I just finished watching a movie.... it was supposed to be your average chick flick, or so I thought. Very quickly I realized that there was a familiar element to this drama... a baby had died. Within the first 10 minutes of the movie, it tells us of this history, but I kept watching, convinced that it was a one time "thing"? (sure it'd come up a little later, but lightly... right?) ...

wrong.

As the story unfolds, flashbacks occur, and I find myself wrapped in these scenes that I can't shut out. The main character had so many emotional problems surrounded by her baby's death. She kept flashing back with what happened, facing the present with people's ignorant accusations and hurtful conversations. She would lash back at them with blind hate, all because she refused to see anything or anyone outside of her. I know this. I know her hate. I know her grief. I know her wandering.

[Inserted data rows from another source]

//! Speech featurizer: WAV loading and log-mel feature extraction.

use crate::config::SpeechConfig;
use crate::error::{AudioError, Result};
use hound::{SampleFormat, WavReader};
use ndarray::Array2;
use rustfft::{FftPlanner, num_complex::Complex};
use std::f32::consts::PI;
use std::path::Path;

/// Log-mel-spectrogram extractor over a declared [`SpeechConfig`].
///
/// The pipeline core only consumes the declared output shape; the signal
/// processing itself (preemphasis, windowed STFT, mel filterbank, log
/// compression, per-feature normalization) is self-contained here.
#[derive(Clone, Debug)]
pub struct SpeechFeaturizer {
    config: SpeechConfig,
}

impl SpeechFeaturizer {
    pub fn new(config: SpeechConfig) -> Self {
        Self { config }
    }

    pub fn config(&self) -> &SpeechConfig {
        &self.config
    }

    /// Feature width per frame, for model input-shape plumbing.
    pub fn feature_dim(&self) -> usize {
        self.config.n_mels
    }

    /// Number of frames produced for a sample count.
    pub fn frame_count(&self, samples: usize) -> usize {
        if samples < self.config.win_length {
            0
        } else {
            (samples - self.config.win_length) / self.config.hop_length + 1
        }
    }

    /// Load a WAV file and extract features.
    pub fn extract(&self, path: impl AsRef<Path>) -> Result<Array2<f32>> {
        let audio = self.read_audio_mono(path)?;
        Ok(self.features(&audio))
    }

    /// Load a WAV file as mono f32 samples at the configured rate.
    ///
    /// Stereo is downmixed; any other channel layout and any mismatched
    /// sample rate are rejected.
    pub fn read_audio_mono(&self, path: impl AsRef<Path>) -> Result<Vec<f32>> {
        let mut reader = WavReader::open(path)?;
        let spec = reader.spec();

        if spec.sample_rate != self.config.sample_rate {
            return Err(AudioError::InvalidSampleRate {
                expected: self.config.sample_rate,
                got: spec.sample_rate,
            }
            .into());
        }
        if spec.channels == 0 || spec.channels > 2 {
            return Err(AudioError::InvalidChannels(spec.channels).into());
        }

        let samples: Vec<f32> = match spec.sample_format {
            SampleFormat::Float => reader.samples::<f32>().collect::<hound::Result<_>>()?,
            SampleFormat::Int => reader
                .samples::<i16>()
                .map(|s| s.map(|s| s as f32 / i16::MAX as f32))
                .collect::<hound::Result<_>>()?,
        };

        if spec.channels == 2 {
            return Ok(samples
                .chunks(2)
                .map(|pair| pair.iter().sum::<f32>() / pair.len() as f32)
                .collect());
        }

        Ok(samples)
    }

    /// Extract log-mel features from raw samples: `(frames, n_mels)`.
    pub fn features(&self, audio: &[f32]) -> Array2<f32> {
        let frames = self.frame_count(audio.len());
        if frames == 0 {
            return Array2::zeros((0, self.config.n_mels));
        }

        let emphasized = preemphasize(audio, self.config.preemphasis);
        let power = self.power_spectrogram(&emphasized, frames);
        let filterbank = mel_filterbank(
            self.config.n_fft,
            self.config.n_mels,
            self.config.sample_rate as usize,
        );

        let mut mel = filterbank.dot(&power).mapv(|x| x.max(1e-10).ln()).t().to_owned();

        if self.config.normalize_per_feature {
            normalize_columns(&mut mel);
        }

        mel
    }

    /// Hann-windowed STFT power spectrogram: `(freq_bins, frames)`.
    fn power_spectrogram(&self, audio: &[f32], frames: usize) -> Array2<f32> {
        let SpeechConfig {
            n_fft,
            hop_length,
            win_length,
            ..
        } = self.config;

        let window = hann_window(win_length);
        let freq_bins = n_fft / 2 + 1;
        let mut power = Array2::<f32>::zeros((freq_bins, frames));

        let mut planner = FftPlanner::<f32>::new();
        let fft = planner.plan_fft_forward(n_fft);
        let mut frame = vec![Complex::new(0.0, 0.0); n_fft];

        for t in 0..frames {
            let start = t * hop_length;
            frame.fill(Complex::new(0.0, 0.0));
            for (i, w) in window.iter().enumerate().take(audio.len() - start) {
                frame[i] = Complex::new(audio[start + i] * w, 0.0);
            }

            fft.process(&mut frame);

            for (k, bin) in frame.iter().take(freq_bins).enumerate() {
                power[[k, t]] = bin.norm_sqr();
            }
        }

        power
    }
}

/// `y[i] = x[i] - coef * x[i-1]`
fn preemphasize(audio: &[f32], coef: f32) -> Vec<f32> {
    let mut out = Vec::with_capacity(audio.len());
    if let Some(&first) = audio.first() {
        out.push(first);
        out.extend(
            audio
                .windows(2)
                .map(|pair| pair[1] - coef * pair[0]),
        );
    }
    out
}

fn hann_window(length: usize) -> Vec<f32> {
    (0..length)
        .map(|i| 0.5 - 0.5 * ((2.0 * PI * i as f32) / (length as f32 - 1.0)).cos())
        .collect()
}

fn hz_to_mel(freq: f32) -> f32 {
    2595.0 * (1.0 + freq / 700.0).log10()
}

fn mel_to_hz(mel: f32) -> f32 {
    700.0 * (10.0_f32.powf(mel / 2595.0) - 1.0)
}

/// Triangular mel filterbank: `(n_mels, freq_bins)`.
fn mel_filterbank(n_fft: usize, n_mels: usize, sample_rate: usize) -> Array2<f32> {
    let freq_bins = n_fft / 2 + 1;
    let mut filterbank = Array2::<f32>::zeros((n_mels, freq_bins));

    let max_mel = hz_to_mel(sample_rate as f32 / 2.0);
    let mel_points: Vec<f32> = (0..=n_mels + 1)
        .map(|i| mel_to_hz(max_mel * i as f32 / (n_mels + 1) as f32))
        .collect();

    let bin_width = sample_rate as f32 / n_fft as f32;

    for (m, row) in filterbank.rows_mut().into_iter().enumerate() {
        let (left, center, right) = (mel_points[m], mel_points[m + 1], mel_points[m + 2]);

        for (k, weight) in row.into_iter().enumerate() {
            let freq = k as f32 * bin_width;
            if freq >= left && freq <= center && center > left {
                *weight = (freq - left) / (center - left);
            } else if freq > center && freq <= right && right > center {
                *weight = (right - freq) / (right - center);
            }
        }
    }

    filterbank
}

/// Normalize each feature dimension to mean 0, std 1.
fn normalize_columns(features: &mut Array2<f32>) {
    let frames = features.nrows();
    if frames == 0 {
        return;
    }

    for mut column in features.columns_mut() {
        let mean = column.iter().sum::<f32>() / frames as f32;
        let variance = column.iter().map(|&x| (x - mean).powi(2)).sum::<f32>() / frames as f32;
        let std = variance.sqrt().max(1e-10);
        column.mapv_inplace(|x| (x - mean) / std);
    }
}

#[cfg(test)]
mod tests {
    use super::*;
    use hound::WavWriter;
    use std::path::PathBuf;

    fn write_wav(name: &str, sample_rate: u32, channels: u16, samples: &[f32]) -> PathBuf {
        let path = std::env::temp_dir().join(name);
        let spec = hound::WavSpec {
            channels,
            sample_rate,
            bits_per_sample: 16,
            sample_format: SampleFormat::Int,
        };
        let mut writer = WavWriter::create(&path, spec).unwrap();
        for &sample in samples {
            writer.write_sample((sample * 32767.0) as i16).unwrap();
        }
        writer.finalize().unwrap();
        path
    }

    fn featurizer() -> SpeechFeaturizer {
        SpeechFeaturizer::new(SpeechConfig::default())
    }

    #[test]
    fn reads_mono_16khz() {
        let path = write_wav("voxrec_speech_mono.wav", 16000, 1, &[0.1, 0.2, 0.3]);

        let audio = featurizer().read_audio_mono(&path).unwrap();

        assert_eq!(audio.len(), 3);
        for (expected, actual) in [0.1, 0.2, 0.3].iter().zip(&audio) {
            assert!((expected - actual).abs() < 0.01);
        }

        std::fs::remove_file(path).ok();
    }

    #[test]
    fn downmixes_stereo() {
        let path = write_wav("voxrec_speech_stereo.wav", 16000, 2, &[0.2, 0.4, 0.6, 0.8]);

        let audio = featurizer().read_audio_mono(&path).unwrap();

        assert_eq!(audio.len(), 2);
        assert!((audio[0] - 0.3).abs() < 0.01);
        assert!((audio[1] - 0.7).abs() < 0.01);

        std::fs::remove_file(path).ok();
    }

    #[test]
    fn rejects_wrong_sample_rate() {
        let path = write_wav("voxrec_speech_44k.wav", 44100, 1, &[0.0, 0.1]);

        let result = featurizer().read_audio_mono(&path);

        assert!(matches!(result, Err(crate::error::Error::Audio(_))));

        std::fs::remove_file(path).ok();
    }

    #[test]
    fn rejects_surround_channels() {
        let path = write_wav("voxrec_speech_surround.wav", 16000, 6, &[0.0; 12]);

        let result = featurizer().read_audio_mono(&path);

        assert!(matches!(
            result,
            Err(crate::error::Error::Audio(AudioError::InvalidChannels(6)))
        ));

        std::fs::remove_file(path).ok();
    }

    #[test]
    fn frame_count_matches_feature_rows() {
        let featurizer = featurizer();
        let audio = vec![0.01f32; 1600];

        let features = featurizer.features(&audio);

        // (1600 - 400) / 160 + 1 = 8 frames of 80 mels
        assert_eq!(featurizer.frame_count(audio.len()), 8);
        assert_eq!(features.shape(), &[8, 80]);
    }

    #[test]
    fn short_input_yields_no_frames() {
        let featurizer = featurizer();

        assert_eq!(featurizer.frame_count(10), 0);
        assert_eq!(featurizer.features(&[0.0; 10]).nrows(), 0);
    }

    #[test]
    fn normalization_centers_features() {
        let config = SpeechConfig {
            n_mels: 8,
            ..SpeechConfig::default()
        };
        let featurizer = SpeechFeaturizer::new(config);
        let audio: Vec<f32> = (0..3200).map(|i| (i as f32 * 0.01).sin() * 0.5).collect();

        let features = featurizer.features(&audio);

        for column in features.columns() {
            let mean = column.iter().sum::<f32>() / column.len() as f32;
            assert!(mean.abs() < 1e-3, "column mean {mean} not centered");
        }
    }
}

There was a scene where she was flashing back to her last moments with her baby girl. She was nursing and fell asleep. She awoke with her baby still on her chest, but to her dreadful surprise, her baby wasn't breathing. The scene showed her panic when she realized this and she desperately tried to get her to breathe. Then she came back to present time, carrying a guilt that she must've killed her baby by accident. I know her guilt. I know her suffocation.

There was another scene later where a doctor looked over the autopsy report, per her husband's request after he had learned of his wife's guilt, so she might finally be free of it. The doctor assured her with every trace of evidence, that she, in fact, did NOT kill her baby. She said there is always evidence of suffocation or smothering, and there was nothing, that's why they deemed it SIDS. This poor mother cried with great relief and heart ache all over again. I know her relief. I know her shredded heart.

The movie ended.

I turned the tv off with tears still in my eyes from bursts of crying. My husband, the only person in the whole wide world that knows the exact heart ache I feel, (with a sigh of pity that I stumbled on such a movie), takes my hand and kisses it.

I really should be in bed. It's really late. But I've been taken back to one of my most desperate times, and having trouble bouncing back to present day.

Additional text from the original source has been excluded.